- Task prompt -
Select the lines of the records containing the word "Matrix" and list them.
── Input
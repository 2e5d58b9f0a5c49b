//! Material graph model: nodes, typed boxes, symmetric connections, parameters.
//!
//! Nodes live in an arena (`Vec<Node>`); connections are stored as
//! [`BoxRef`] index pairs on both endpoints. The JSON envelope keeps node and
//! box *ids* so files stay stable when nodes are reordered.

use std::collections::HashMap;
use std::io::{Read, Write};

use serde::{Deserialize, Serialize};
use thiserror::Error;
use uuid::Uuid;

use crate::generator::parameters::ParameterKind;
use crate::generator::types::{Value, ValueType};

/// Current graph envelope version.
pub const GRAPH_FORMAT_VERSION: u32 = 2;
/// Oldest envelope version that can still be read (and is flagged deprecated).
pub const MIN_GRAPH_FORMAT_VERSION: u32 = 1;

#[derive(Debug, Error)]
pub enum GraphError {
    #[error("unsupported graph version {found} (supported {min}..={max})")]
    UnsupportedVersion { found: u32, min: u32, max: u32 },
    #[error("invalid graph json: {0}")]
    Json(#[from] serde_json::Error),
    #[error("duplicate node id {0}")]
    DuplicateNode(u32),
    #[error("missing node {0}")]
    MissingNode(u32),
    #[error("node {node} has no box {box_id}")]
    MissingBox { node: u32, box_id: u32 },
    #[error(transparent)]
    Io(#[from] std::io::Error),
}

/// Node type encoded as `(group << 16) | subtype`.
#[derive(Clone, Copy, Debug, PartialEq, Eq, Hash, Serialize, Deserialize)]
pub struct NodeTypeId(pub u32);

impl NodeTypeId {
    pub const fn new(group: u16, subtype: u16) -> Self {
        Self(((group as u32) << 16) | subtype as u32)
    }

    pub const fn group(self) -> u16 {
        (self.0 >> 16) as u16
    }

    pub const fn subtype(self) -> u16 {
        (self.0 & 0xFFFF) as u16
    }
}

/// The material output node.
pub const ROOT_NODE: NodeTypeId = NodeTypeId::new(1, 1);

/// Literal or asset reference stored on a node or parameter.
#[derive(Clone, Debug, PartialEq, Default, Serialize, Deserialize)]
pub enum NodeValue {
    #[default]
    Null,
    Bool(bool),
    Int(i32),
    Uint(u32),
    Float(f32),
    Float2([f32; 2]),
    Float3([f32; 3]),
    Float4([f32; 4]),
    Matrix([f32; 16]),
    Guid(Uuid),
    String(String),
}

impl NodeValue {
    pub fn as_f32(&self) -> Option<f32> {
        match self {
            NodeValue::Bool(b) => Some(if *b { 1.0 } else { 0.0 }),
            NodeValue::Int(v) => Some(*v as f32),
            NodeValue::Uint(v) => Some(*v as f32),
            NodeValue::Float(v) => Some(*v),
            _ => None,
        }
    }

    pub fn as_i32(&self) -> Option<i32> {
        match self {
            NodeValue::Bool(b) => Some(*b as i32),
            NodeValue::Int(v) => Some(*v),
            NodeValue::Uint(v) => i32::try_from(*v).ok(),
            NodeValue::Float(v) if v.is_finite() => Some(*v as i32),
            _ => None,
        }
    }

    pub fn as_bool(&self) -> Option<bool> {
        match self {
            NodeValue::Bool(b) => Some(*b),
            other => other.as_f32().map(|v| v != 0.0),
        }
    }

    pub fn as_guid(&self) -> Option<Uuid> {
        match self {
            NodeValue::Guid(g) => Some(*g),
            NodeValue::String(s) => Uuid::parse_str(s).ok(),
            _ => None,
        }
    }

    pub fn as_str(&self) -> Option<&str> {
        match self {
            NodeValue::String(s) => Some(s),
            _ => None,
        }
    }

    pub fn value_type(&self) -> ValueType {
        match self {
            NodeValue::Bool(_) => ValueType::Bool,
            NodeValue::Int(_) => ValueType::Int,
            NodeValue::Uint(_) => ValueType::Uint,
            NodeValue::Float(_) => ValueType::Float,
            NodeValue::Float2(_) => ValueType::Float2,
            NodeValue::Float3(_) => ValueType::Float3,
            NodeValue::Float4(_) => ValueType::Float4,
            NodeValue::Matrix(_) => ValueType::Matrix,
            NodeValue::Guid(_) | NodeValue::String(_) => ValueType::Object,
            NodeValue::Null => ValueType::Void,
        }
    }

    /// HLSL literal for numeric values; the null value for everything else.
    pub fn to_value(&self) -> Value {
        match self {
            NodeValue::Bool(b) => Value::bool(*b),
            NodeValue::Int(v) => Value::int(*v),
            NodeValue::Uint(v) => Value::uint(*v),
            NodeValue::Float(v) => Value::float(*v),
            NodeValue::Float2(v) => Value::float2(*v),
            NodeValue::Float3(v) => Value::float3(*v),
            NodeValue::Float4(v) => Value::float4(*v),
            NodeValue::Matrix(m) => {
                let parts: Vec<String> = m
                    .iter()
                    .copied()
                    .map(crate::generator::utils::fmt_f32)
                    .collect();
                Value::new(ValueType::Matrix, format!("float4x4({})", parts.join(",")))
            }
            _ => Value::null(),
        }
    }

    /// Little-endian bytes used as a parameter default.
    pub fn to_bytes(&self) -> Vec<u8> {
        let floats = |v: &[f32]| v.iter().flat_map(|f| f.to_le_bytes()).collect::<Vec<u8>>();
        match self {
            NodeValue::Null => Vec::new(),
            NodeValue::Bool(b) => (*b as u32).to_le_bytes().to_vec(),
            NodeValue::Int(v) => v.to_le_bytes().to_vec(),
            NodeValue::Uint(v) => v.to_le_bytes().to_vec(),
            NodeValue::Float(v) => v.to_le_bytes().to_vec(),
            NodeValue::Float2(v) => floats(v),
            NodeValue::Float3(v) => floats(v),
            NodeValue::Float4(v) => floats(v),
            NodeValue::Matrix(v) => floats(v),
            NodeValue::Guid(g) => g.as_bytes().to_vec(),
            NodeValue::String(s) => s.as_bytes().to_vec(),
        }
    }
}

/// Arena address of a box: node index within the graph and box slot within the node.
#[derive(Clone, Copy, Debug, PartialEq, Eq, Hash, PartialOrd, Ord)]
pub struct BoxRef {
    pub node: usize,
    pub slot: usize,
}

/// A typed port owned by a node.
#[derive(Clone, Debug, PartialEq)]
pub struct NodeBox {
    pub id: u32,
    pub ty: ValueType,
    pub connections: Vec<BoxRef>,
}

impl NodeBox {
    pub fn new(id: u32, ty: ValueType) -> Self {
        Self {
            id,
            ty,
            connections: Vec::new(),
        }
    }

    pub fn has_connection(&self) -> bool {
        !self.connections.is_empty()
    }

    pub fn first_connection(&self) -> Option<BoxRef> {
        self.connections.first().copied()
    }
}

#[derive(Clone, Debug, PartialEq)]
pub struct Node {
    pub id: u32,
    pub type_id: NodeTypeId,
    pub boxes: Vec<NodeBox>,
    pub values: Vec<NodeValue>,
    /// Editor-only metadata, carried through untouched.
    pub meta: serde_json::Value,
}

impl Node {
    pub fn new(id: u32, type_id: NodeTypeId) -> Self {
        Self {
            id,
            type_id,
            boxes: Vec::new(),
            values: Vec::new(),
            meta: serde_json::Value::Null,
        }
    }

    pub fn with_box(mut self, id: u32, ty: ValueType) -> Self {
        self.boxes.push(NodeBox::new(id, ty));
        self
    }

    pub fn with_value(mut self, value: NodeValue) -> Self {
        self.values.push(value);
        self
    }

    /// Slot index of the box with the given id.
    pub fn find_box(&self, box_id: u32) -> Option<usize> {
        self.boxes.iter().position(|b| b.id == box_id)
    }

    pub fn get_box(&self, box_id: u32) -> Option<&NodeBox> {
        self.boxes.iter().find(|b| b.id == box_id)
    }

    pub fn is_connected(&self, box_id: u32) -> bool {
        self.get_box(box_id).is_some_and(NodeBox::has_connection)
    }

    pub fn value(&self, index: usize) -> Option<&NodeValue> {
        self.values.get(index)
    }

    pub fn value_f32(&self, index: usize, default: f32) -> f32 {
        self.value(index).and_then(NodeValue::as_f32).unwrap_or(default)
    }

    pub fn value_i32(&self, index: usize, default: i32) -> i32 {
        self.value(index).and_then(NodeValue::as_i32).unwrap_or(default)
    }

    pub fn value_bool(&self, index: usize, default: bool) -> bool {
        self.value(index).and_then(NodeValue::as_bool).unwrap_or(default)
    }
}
────
- Exercise response -
    Matrix([f32; 16]),
            NodeValue::Matrix(_) => ValueType::Matrix,
            NodeValue::Matrix(m) => {
                Value::new(ValueType::Matrix, format!("float4x4({})", parts.join(",")))
            NodeValue::Matrix(v) => floats(v),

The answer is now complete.